Record excerpts:
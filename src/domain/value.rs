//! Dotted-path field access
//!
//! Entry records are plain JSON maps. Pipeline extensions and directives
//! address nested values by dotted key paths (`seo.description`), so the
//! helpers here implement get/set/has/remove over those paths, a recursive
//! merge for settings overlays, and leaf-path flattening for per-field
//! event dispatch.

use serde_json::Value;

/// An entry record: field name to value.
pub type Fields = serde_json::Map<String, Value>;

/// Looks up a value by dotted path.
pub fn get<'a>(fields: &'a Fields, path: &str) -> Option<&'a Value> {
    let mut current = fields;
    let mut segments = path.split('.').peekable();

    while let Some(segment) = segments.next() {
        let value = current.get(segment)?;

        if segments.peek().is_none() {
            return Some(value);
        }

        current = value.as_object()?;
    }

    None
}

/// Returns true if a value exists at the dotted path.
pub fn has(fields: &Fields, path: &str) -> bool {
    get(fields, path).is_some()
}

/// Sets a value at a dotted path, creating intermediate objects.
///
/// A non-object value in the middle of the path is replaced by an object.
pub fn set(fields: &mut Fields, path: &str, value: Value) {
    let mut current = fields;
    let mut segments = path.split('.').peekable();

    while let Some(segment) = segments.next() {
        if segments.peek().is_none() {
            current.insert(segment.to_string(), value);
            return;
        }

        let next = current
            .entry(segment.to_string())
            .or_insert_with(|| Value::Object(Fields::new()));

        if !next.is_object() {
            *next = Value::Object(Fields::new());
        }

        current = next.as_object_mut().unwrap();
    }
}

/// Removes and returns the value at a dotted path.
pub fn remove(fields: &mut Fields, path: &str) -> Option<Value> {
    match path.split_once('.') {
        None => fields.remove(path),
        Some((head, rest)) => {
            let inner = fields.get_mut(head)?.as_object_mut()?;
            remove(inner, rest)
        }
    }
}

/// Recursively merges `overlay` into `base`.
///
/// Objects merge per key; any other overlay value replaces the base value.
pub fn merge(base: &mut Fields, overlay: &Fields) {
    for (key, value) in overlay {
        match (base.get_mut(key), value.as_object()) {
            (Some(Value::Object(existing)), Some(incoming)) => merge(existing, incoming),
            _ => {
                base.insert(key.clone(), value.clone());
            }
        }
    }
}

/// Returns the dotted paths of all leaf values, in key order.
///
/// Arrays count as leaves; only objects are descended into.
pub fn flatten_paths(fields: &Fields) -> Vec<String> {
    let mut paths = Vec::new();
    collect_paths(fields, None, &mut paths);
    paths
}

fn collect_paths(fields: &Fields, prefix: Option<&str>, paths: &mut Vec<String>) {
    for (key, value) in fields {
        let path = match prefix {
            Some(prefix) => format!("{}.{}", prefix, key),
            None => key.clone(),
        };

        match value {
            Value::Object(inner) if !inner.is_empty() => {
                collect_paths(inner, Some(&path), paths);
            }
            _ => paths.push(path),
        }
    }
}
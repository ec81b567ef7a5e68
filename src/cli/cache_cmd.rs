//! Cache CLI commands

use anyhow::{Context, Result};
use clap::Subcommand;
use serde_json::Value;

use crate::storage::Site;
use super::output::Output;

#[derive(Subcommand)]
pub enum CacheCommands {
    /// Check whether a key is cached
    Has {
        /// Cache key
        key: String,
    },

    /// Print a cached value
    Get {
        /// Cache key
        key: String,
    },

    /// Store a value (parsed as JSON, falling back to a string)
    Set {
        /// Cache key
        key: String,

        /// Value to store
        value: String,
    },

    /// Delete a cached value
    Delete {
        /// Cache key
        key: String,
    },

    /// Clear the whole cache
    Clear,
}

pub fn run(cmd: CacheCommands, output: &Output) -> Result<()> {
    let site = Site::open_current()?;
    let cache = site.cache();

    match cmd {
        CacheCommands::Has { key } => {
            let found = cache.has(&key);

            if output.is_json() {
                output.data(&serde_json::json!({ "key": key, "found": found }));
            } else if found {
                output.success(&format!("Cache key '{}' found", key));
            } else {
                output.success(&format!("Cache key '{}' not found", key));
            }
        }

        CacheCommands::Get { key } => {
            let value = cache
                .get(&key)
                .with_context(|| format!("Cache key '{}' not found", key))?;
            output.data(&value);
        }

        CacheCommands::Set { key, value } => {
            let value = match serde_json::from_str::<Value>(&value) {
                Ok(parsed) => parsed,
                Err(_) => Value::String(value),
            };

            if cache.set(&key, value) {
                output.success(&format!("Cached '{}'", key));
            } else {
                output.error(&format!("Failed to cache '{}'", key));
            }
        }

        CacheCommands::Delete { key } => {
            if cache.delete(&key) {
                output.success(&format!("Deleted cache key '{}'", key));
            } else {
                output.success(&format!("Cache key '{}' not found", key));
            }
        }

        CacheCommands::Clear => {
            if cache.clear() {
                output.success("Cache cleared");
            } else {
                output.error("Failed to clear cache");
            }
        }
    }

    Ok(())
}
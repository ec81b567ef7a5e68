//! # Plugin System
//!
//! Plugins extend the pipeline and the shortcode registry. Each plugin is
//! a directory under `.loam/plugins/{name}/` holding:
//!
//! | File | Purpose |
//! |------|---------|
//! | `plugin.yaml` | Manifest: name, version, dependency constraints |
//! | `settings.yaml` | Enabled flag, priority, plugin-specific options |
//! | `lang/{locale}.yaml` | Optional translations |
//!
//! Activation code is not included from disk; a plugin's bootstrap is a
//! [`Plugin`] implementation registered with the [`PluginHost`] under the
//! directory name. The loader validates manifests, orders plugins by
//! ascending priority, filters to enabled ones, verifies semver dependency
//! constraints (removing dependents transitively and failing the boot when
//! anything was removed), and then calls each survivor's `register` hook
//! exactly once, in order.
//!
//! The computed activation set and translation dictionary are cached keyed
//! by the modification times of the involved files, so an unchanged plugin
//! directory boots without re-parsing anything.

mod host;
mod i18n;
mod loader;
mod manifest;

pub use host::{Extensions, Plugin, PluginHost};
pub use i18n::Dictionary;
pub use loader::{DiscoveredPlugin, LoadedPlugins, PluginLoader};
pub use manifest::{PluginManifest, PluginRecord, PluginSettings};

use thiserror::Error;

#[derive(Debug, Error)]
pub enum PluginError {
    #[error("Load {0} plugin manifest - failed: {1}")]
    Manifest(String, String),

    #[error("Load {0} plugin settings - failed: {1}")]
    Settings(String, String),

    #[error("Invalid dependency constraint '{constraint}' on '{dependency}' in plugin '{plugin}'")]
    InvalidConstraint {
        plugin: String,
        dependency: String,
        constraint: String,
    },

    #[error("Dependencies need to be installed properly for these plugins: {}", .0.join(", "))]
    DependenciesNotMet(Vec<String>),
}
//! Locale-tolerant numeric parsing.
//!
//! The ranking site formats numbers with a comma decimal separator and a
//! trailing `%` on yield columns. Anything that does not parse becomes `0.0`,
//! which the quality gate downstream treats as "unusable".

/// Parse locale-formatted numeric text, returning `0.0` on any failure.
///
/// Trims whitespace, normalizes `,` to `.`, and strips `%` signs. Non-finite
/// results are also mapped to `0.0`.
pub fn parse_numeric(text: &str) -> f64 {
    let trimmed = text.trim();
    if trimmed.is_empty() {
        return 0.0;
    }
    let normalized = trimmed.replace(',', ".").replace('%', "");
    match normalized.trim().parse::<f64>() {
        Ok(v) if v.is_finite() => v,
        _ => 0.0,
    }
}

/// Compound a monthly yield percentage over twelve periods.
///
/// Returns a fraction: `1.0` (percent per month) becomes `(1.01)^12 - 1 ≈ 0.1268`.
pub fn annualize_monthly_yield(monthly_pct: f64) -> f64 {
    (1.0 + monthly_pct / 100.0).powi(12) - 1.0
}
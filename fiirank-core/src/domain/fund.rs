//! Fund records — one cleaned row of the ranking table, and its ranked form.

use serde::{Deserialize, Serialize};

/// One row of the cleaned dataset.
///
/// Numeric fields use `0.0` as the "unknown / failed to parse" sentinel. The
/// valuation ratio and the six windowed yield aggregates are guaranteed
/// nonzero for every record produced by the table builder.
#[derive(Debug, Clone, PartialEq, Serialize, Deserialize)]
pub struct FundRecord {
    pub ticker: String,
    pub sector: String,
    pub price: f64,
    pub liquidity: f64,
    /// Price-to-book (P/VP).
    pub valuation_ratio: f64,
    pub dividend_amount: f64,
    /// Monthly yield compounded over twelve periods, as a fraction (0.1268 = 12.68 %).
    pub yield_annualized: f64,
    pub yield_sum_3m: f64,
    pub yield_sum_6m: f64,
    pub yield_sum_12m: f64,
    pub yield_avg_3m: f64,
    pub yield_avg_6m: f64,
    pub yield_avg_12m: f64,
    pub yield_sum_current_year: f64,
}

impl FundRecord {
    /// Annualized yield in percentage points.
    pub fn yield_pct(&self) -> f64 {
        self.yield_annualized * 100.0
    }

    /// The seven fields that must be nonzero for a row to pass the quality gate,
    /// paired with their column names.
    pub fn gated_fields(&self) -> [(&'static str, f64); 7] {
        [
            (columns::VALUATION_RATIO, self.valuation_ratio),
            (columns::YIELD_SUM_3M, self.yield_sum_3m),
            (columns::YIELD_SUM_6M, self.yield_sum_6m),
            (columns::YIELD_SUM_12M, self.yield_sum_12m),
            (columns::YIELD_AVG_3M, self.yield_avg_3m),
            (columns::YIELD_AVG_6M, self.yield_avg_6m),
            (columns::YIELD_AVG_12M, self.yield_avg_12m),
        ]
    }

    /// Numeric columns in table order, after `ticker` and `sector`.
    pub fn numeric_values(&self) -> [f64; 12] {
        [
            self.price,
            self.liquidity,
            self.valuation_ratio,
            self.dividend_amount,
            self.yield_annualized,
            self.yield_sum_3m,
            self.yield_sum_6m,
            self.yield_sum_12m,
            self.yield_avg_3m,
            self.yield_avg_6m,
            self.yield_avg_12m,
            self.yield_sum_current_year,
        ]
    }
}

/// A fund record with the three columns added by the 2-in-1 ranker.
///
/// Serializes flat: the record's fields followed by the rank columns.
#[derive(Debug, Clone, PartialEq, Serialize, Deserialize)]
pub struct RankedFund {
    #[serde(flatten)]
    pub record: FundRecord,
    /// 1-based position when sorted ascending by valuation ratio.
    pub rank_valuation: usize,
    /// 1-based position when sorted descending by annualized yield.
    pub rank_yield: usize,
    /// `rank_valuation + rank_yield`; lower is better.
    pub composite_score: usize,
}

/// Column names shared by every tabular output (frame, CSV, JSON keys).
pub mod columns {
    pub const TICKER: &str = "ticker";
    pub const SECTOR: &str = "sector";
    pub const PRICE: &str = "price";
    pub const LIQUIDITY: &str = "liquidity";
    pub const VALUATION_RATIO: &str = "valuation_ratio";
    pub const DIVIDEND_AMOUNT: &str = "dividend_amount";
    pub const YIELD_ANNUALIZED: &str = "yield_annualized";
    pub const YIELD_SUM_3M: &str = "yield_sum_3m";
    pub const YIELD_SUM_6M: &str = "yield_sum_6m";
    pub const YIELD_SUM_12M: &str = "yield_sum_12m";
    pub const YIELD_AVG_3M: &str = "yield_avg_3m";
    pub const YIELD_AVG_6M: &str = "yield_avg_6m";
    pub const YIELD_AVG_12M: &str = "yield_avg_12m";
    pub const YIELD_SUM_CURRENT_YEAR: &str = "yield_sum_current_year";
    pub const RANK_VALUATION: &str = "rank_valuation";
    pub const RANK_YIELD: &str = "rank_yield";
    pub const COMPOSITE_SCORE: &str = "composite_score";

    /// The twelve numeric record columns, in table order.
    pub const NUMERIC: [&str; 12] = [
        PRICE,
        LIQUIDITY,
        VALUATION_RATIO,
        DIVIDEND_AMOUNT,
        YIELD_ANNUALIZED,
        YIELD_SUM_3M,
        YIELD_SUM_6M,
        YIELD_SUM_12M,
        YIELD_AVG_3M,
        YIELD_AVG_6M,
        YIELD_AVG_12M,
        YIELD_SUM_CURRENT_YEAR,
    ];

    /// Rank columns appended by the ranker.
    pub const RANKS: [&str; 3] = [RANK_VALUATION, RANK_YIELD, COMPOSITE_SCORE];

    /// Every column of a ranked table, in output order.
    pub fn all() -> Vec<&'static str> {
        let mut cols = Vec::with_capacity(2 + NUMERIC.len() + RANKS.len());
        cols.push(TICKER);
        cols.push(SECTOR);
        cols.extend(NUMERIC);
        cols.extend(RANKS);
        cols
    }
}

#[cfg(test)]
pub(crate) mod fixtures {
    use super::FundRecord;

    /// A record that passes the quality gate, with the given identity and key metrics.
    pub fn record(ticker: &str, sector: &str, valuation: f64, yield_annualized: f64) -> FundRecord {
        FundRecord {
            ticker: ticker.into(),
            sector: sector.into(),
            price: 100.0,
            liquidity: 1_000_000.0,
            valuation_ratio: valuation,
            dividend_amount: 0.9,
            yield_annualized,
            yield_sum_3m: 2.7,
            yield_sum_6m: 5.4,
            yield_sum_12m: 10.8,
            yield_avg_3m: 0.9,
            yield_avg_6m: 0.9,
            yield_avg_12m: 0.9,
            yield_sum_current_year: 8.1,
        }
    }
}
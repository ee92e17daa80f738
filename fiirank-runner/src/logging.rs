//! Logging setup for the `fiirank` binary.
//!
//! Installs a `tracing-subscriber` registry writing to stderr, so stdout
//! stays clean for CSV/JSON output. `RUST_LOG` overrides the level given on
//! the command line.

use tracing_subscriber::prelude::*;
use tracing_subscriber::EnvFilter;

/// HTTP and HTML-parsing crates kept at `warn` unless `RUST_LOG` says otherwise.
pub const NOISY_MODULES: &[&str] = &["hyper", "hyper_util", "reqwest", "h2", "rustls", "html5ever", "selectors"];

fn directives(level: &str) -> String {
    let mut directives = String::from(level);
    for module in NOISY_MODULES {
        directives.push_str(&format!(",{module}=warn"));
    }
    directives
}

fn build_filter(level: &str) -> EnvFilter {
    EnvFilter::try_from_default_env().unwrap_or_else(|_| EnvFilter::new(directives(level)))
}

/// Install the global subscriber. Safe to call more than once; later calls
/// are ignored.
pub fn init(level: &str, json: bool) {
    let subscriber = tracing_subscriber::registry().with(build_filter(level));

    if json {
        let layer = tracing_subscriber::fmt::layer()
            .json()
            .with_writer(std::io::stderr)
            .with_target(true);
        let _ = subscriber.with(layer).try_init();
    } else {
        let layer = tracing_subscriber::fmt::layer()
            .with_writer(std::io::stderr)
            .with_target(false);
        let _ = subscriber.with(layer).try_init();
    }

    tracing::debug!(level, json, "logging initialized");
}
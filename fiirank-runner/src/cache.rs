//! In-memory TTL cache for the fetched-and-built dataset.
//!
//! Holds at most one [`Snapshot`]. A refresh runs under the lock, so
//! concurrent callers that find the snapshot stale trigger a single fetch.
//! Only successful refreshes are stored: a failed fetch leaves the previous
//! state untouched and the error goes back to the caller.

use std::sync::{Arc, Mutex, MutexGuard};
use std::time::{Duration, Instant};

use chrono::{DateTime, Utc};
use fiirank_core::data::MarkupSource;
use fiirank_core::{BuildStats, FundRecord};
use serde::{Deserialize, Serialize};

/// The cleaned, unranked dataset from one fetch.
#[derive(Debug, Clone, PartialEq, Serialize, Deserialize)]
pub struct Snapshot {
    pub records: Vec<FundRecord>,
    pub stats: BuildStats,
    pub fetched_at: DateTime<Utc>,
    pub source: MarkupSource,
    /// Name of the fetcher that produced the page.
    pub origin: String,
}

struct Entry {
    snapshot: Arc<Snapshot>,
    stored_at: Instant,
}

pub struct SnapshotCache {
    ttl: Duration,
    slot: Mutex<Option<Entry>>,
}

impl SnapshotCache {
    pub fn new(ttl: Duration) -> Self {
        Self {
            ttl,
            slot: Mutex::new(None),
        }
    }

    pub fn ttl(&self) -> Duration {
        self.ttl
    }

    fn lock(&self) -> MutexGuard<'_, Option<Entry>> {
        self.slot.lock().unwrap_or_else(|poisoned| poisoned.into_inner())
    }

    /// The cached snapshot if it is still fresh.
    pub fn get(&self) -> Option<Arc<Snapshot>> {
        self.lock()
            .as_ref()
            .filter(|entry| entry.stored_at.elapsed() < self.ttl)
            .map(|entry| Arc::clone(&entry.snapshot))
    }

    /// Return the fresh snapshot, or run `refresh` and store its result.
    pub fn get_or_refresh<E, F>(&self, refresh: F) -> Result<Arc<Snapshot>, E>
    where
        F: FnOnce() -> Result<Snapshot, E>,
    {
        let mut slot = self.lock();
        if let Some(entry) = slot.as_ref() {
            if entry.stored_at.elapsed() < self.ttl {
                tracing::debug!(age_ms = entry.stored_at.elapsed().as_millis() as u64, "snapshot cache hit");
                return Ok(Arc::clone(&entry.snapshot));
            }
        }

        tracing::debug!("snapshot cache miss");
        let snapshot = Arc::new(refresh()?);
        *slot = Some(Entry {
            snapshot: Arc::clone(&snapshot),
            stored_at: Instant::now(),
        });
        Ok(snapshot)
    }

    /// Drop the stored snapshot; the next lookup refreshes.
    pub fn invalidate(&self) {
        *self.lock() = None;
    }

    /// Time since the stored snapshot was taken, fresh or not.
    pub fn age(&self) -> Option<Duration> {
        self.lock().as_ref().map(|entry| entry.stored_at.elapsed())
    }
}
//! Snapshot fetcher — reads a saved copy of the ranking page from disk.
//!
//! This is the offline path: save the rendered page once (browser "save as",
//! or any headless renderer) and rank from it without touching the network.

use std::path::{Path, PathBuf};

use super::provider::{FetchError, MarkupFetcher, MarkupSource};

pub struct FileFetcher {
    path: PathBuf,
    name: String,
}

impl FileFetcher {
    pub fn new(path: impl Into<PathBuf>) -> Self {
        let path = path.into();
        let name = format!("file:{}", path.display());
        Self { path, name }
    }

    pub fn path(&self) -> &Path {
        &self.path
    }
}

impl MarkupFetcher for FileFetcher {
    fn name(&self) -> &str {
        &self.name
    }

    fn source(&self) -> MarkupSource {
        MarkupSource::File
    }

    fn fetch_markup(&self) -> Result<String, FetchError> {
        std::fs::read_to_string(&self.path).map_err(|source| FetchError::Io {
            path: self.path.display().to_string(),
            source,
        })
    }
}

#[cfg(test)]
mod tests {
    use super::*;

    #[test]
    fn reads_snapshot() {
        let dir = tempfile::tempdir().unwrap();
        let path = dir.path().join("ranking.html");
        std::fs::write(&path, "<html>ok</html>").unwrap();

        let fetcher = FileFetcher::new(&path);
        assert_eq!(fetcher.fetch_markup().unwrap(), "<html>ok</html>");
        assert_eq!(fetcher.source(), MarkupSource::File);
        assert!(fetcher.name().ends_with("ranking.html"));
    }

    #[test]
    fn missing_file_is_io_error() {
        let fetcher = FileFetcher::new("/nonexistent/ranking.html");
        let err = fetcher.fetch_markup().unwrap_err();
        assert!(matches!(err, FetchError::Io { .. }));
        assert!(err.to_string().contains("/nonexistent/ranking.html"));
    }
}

Exercise: Which lines of the records above contain the word "disk"? Report each one.

Finished exercise:
//! Activation code is not included from disk; a plugin's bootstrap is a
//! Snapshot fetcher — reads a saved copy of the ranking page from disk.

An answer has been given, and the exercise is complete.